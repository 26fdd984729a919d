// Copyright 2025 eraflo
//
// Licensed under the Apache License, Version 2.0 (the "License");
// you may not use this file except in compliance with the License.
// You may obtain a copy of the License at
//
//     http://www.apache.org/licenses/LICENSE-2.0
//
// Unless required by applicable law or agreed to in writing, software
// distributed under the License is distributed on an "AS IS" BASIS,
// WITHOUT WARRANTIES OR CONDITIONS OF ANY KIND, either express or implied.
// See the License for the specific language governing permissions and
// limitations under the License.

//! Telemetry contracts: what the host reports about itself and its modules.

mod metrics;
mod snapshot;
mod source;

pub use self::metrics::{MetricKind, MetricsError, MetricsResult};
pub use self::snapshot::{ModuleStats, ServerSnapshot};
pub use self::source::MetricSource;
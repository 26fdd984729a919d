// Copyright 2025 eraflo
//
// Licensed under the Apache License, Version 2.0 (the "License");
// you may not use this file except in compliance with the License.
// You may obtain a copy of the License at
//
//     http://www.apache.org/licenses/LICENSE-2.0
//
// Unless required by applicable law or agreed to in writing, software
// distributed under the License is distributed on an "AS IS" BASIS,
// WITHOUT WARRANTIES OR CONDITIONS OF ANY KIND, either express or implied.
// See the License for the specific language governing permissions and
// limitations under the License.

//! Errors raised by the governor.

use modgov_core::ModuleId;
use std::path::PathBuf;
use std::time::Duration;
use thiserror::Error;

/// Errors surfaced to callers of the governor.
///
/// Failures inside a periodic cycle are logged with the module id and never
/// escape the cycle. Configuration, queries, on-demand optimization and
/// shutdown report errors.
#[derive(Debug, Error)]
pub enum GovernorError {
    /// The module is not known to the component that was queried.
    #[error("unknown module '{0}'")]
    UnknownModule(ModuleId),

    /// No data point has been recorded for the module yet.
    #[error("no profile recorded for module '{0}'")]
    MissingProfile(ModuleId),

    /// A collaborator (metric source, registry, config store) failed.
    #[error("collaborator failure: {0}")]
    Collaborator(#[from] anyhow::Error),

    /// The RON configuration could not be parsed.
    #[error("failed to parse governor configuration: {0}")]
    ConfigParse(#[from] ron::error::SpannedError),

    /// The configuration file could not be read.
    #[error("failed to read governor configuration '{path}': {source}")]
    ConfigIo {
        /// The file that was read.
        path: PathBuf,
        /// The underlying I/O error.
        #[source]
        source: std::io::Error,
    },

    /// The configuration parsed but holds unusable values.
    #[error("invalid governor configuration: {0}")]
    InvalidConfig(String),

    /// A scheduler thread could not be spawned.
    #[error("failed to spawn scheduler thread: {0}")]
    Spawn(#[source] std::io::Error),

    /// In-flight work did not finish within the shutdown timeout.
    #[error("scheduler did not go idle within {0:?}")]
    ShutdownTimedOut(Duration),
}

/// A specialized `Result` type for governor operations.
pub type GovernorResult<T> = Result<T, GovernorError>;
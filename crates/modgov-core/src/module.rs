// Copyright 2025 eraflo
//
// Licensed under the Apache License, Version 2.0 (the "License");
// you may not use this file except in compliance with the License.
// You may obtain a copy of the License at
//
//     http://www.apache.org/licenses/LICENSE-2.0
//
// Unless required by applicable law or agreed to in writing, software
// distributed under the License is distributed on an "AS IS" BASIS,
// WITHOUT WARRANTIES OR CONDITIONS OF ANY KIND, either express or implied.
// See the License for the specific language governing permissions and
// limitations under the License.

//! Module identity, categories and the registry contract.

use serde::{Deserialize, Serialize};
use std::fmt;

/// Stable identifier of an extension module.
#[derive(Debug, Clone, PartialEq, Eq, Hash, PartialOrd, Ord, Serialize, Deserialize)]
#[serde(transparent)]
pub struct ModuleId(String);

impl ModuleId {
    /// Creates a new module id.
    pub fn new(id: impl Into<String>) -> Self {
        Self(id.into())
    }

    /// Returns the id as a string slice.
    pub fn as_str(&self) -> &str {
        &self.0
    }
}

impl fmt::Display for ModuleId {
    fn fmt(&self, f: &mut fmt::Formatter<'_>) -> fmt::Result {
        f.write_str(&self.0)
    }
}

impl From<&str> for ModuleId {
    fn from(value: &str) -> Self {
        Self(value.to_owned())
    }
}

impl From<String> for ModuleId {
    fn from(value: String) -> Self {
        Self(value)
    }
}

/// Functional category a module declares when it is registered.
///
/// Categories drive the balancer's score multiplier and the category
/// specific configuration recommendations.
#[derive(Debug, Clone, Copy, PartialEq, Eq, Hash, Default, Serialize, Deserialize)]
pub enum ModuleCategory {
    /// No particular workload profile.
    #[default]
    General,
    /// Query heavy module backed by a connection pool.
    Database,
    /// Periodic snapshot and archiving work.
    Backup,
    /// Interactive, latency sensitive module.
    Ui,
}

impl ModuleCategory {
    /// Multiplier applied to the balancer score of modules in this category.
    pub fn balance_weight(self) -> f64 {
        match self {
            ModuleCategory::Database => 1.5,
            ModuleCategory::Backup => 0.8,
            ModuleCategory::Ui => 1.3,
            ModuleCategory::General => 1.0,
        }
    }
}

/// A registered module and its category.
#[derive(Debug, Clone, PartialEq, Eq, Serialize, Deserialize)]
pub struct ModuleDescriptor {
    /// The module identifier.
    pub id: ModuleId,
    /// The category supplied at registration.
    pub category: ModuleCategory,
}

impl ModuleDescriptor {
    /// Creates a descriptor.
    pub fn new(id: impl Into<ModuleId>, category: ModuleCategory) -> Self {
        Self {
            id: id.into(),
            category,
        }
    }
}

/// Source of truth for loaded modules and their lifecycle.
///
/// The lifecycle hooks are invoked by remediation. The default bodies only
/// log, which suits hosts that cannot reset or restart a module in place.
pub trait ModuleRegistry: Send + Sync {
    /// All currently loaded modules.
    fn modules(&self) -> Vec<ModuleDescriptor>;

    /// Looks up the category of a module, if it is loaded.
    fn category_of(&self, id: &ModuleId) -> Option<ModuleCategory> {
        self.modules()
            .into_iter()
            .find(|descriptor| &descriptor.id == id)
            .map(|descriptor| descriptor.category)
    }

    /// Resets the module's internal state.
    fn reset_module(&self, id: &ModuleId) -> anyhow::Result<()> {
        log::info!("Registry: reset requested for module '{id}'.");
        Ok(())
    }

    /// Unloads and reloads the module.
    fn restart_module(&self, id: &ModuleId) -> anyhow::Result<()> {
        log::info!("Registry: restart requested for module '{id}'.");
        Ok(())
    }

    /// Drops cached data held by the module.
    fn clear_caches(&self, id: &ModuleId) -> anyhow::Result<()> {
        log::info!("Registry: cache clear requested for module '{id}'.");
        Ok(())
    }
}

#[cfg(test)]
mod tests {
    use super::*;

    struct FixedRegistry(Vec<ModuleDescriptor>);

    impl ModuleRegistry for FixedRegistry {
        fn modules(&self) -> Vec<ModuleDescriptor> {
            self.0.clone()
        }
    }

    #[test]
    fn test_module_id_conversions() {
        let a = ModuleId::from("backup");
        let b = ModuleId::new(String::from("backup"));
        assert_eq!(a, b);
        assert_eq!(a.to_string(), "backup");
        assert_eq!(a.as_str(), "backup");
    }

    #[test]
    fn test_category_weights() {
        assert_eq!(ModuleCategory::Database.balance_weight(), 1.5);
        assert_eq!(ModuleCategory::Backup.balance_weight(), 0.8);
        assert_eq!(ModuleCategory::Ui.balance_weight(), 1.3);
        assert_eq!(ModuleCategory::General.balance_weight(), 1.0);
    }

    #[test]
    fn test_registry_defaults() {
        let registry = FixedRegistry(vec![
            ModuleDescriptor::new("db", ModuleCategory::Database),
            ModuleDescriptor::new("chat", ModuleCategory::General),
        ]);

        assert_eq!(
            registry.category_of(&ModuleId::from("db")),
            Some(ModuleCategory::Database)
        );
        assert_eq!(registry.category_of(&ModuleId::from("missing")), None);
        assert!(registry.reset_module(&ModuleId::from("db")).is_ok());
        assert!(registry.restart_module(&ModuleId::from("db")).is_ok());
        assert!(registry.clear_caches(&ModuleId::from("db")).is_ok());
    }
}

ACTIVITY: Search the listing above for the string "ModuleRegistry". Copy every line that contains it.

WRITTEN ANSWER:
pub trait ModuleRegistry: Send + Sync {
    impl ModuleRegistry for FixedRegistry {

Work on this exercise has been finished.